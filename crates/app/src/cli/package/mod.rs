use clap::{Args, Subcommand};
use domestic_connect_app::domain::packages::records::PackageRecord;

mod create;
mod list;
mod seed;
mod toggle;

#[derive(Debug, Args)]
pub(crate) struct PackageCommand {
    #[command(subcommand)]
    command: PackageSubcommand,
}

#[derive(Debug, Subcommand)]
enum PackageSubcommand {
    /// Add a package to the catalog
    Create(create::CreatePackageArgs),

    /// List every package, active or not
    List(list::ListPackagesArgs),

    /// Put a package back on sale
    Activate(toggle::TogglePackageArgs),

    /// Hide a package from the catalog
    Deactivate(toggle::TogglePackageArgs),

    /// Insert the default Basic, Premium and Enterprise packages
    Seed(seed::SeedPackagesArgs),
}

pub(crate) async fn run(command: PackageCommand) -> Result<(), String> {
    match command.command {
        PackageSubcommand::Create(args) => create::run(args).await,
        PackageSubcommand::List(args) => list::run(args).await,
        PackageSubcommand::Activate(args) => toggle::run(args, true).await,
        PackageSubcommand::Deactivate(args) => toggle::run(args, false).await,
        PackageSubcommand::Seed(args) => seed::run(args).await,
    }
}

fn print_package(package: &PackageRecord) {
    println!("package_id: {}", package.id);
    println!("name: {}", package.name);
    if let Some(description) = &package.description {
        println!("description: {description}");
    }
    println!("price: {}", package.price);
    println!("contacts_included: {}", package.contacts_included);
    println!("active: {}", package.is_active);
    println!("created_at: {}", package.created_at);
}
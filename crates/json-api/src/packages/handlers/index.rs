//! List Packages Handler

use std::sync::Arc;

use salvo::{oapi::ToSchema, prelude::*};
use serde::{Deserialize, Serialize};

use crate::{
    extensions::*,
    packages::{errors::into_status_error, handlers::PackageResponse},
    state::State,
};

/// Packages Response
#[derive(Debug, Serialize, Deserialize, ToSchema)]
pub(crate) struct PackagesResponse {
    /// Active packages, cheapest first
    pub packages: Vec<PackageResponse>,
}

/// List Packages Handler
///
/// Returns the packages currently on sale.
#[endpoint(tags("packages"), summary = "List Packages")]
pub(crate) async fn handler(depot: &mut Depot) -> Result<Json<PackagesResponse>, StatusError> {
    let state = depot.obtain_or_500::<Arc<State>>()?;

    let packages = state
        .app
        .packages
        .list_active_packages()
        .await
        .map_err(into_status_error)?;

    Ok(Json(PackagesResponse {
        packages: packages.into_iter().map(PackageResponse::from).collect(),
    }))
}
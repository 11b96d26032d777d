//! Get Package Handler

use std::sync::Arc;

use salvo::{oapi::extract::PathParam, prelude::*};

use domestic_connect_app::domain::packages::records::PackageId;

use crate::{
    extensions::*,
    packages::{errors::into_status_error, handlers::PackageResponse},
    state::State,
};

/// Get Package Handler
///
/// Returns a package whether or not it is still on sale.
#[endpoint(
    tags("packages"),
    summary = "Get Package",
    responses(
        (status_code = StatusCode::OK, description = "Package found"),
        (status_code = StatusCode::NOT_FOUND, description = "Package not found"),
    ),
)]
pub(crate) async fn handler(
    package: PathParam<String>,
    depot: &mut Depot,
) -> Result<Json<PackageResponse>, StatusError> {
    let state = depot.obtain_or_500::<Arc<State>>()?;

    let package = state
        .app
        .packages
        .get_package(PackageId::new(package.into_inner()))
        .await
        .map_err(into_status_error)?;

    Ok(Json(package.into()))
}

#[cfg(test)]
mod tests {
    use salvo::test::{ResponseExt, TestClient};
    use testresult::TestResult;

    use domestic_connect_app::domain::packages::{MockPackagesService, PackagesServiceError};

    use crate::{packages::handlers::tests::make_package, test_helpers::Mocks};

    use super::*;

    fn make_service(packages: MockPackagesService) -> Service {
        Mocks {
            packages,
            ..Mocks::default()
        }
        .into_public_service(Router::with_path("packages/{package}").get(handler))
    }

    #[tokio::test]
    async fn test_get_returns_package() -> TestResult {
        let mut packages = MockPackagesService::new();

        packages
            .expect_get_package()
            .once()
            .withf(|id| *id == PackageId::from("pkg_premium"))
            .return_once(|_| Ok(make_package("pkg_premium", 1500, 20)));

        let mut res = TestClient::get("http://example.com/packages/pkg_premium")
            .send(&make_service(packages))
            .await;

        assert_eq!(res.status_code, Some(StatusCode::OK));

        let body: PackageResponse = res.take_json().await?;

        assert_eq!(body.id, "pkg_premium");
        assert_eq!(body.price, "1500.00");

        Ok(())
    }

    #[tokio::test]
    async fn test_get_missing_package_returns_404() -> TestResult {
        let mut packages = MockPackagesService::new();

        packages
            .expect_get_package()
            .once()
            .return_once(|_| Err(PackagesServiceError::NotFound));

        let res = TestClient::get("http://example.com/packages/pkg_none")
            .send(&make_service(packages))
            .await;

        assert_eq!(res.status_code, Some(StatusCode::NOT_FOUND));

        Ok(())
    }
}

* * * * * * * * *

* _Task objective_: Stop at the line containing "from the catalog". Please print exactly every line before it from the start of the records, plus that line itself, and nothing else.

* _The completed task_:
filename crates/app/src/cli/package/mod.rs
use clap::{Args, Subcommand};
use domestic_connect_app::domain::packages::records::PackageRecord;

mod create;
mod list;
mod seed;
mod toggle;

#[derive(Debug, Args)]
pub(crate) struct PackageCommand {
    #[command(subcommand)]
    command: PackageSubcommand,
}

#[derive(Debug, Subcommand)]
enum PackageSubcommand {
    /// Add a package to the catalog
    Create(create::CreatePackageArgs),

    /// List every package, active or not
    List(list::ListPackagesArgs),

    /// Put a package back on sale
    Activate(toggle::TogglePackageArgs),

    /// Hide a package from the catalog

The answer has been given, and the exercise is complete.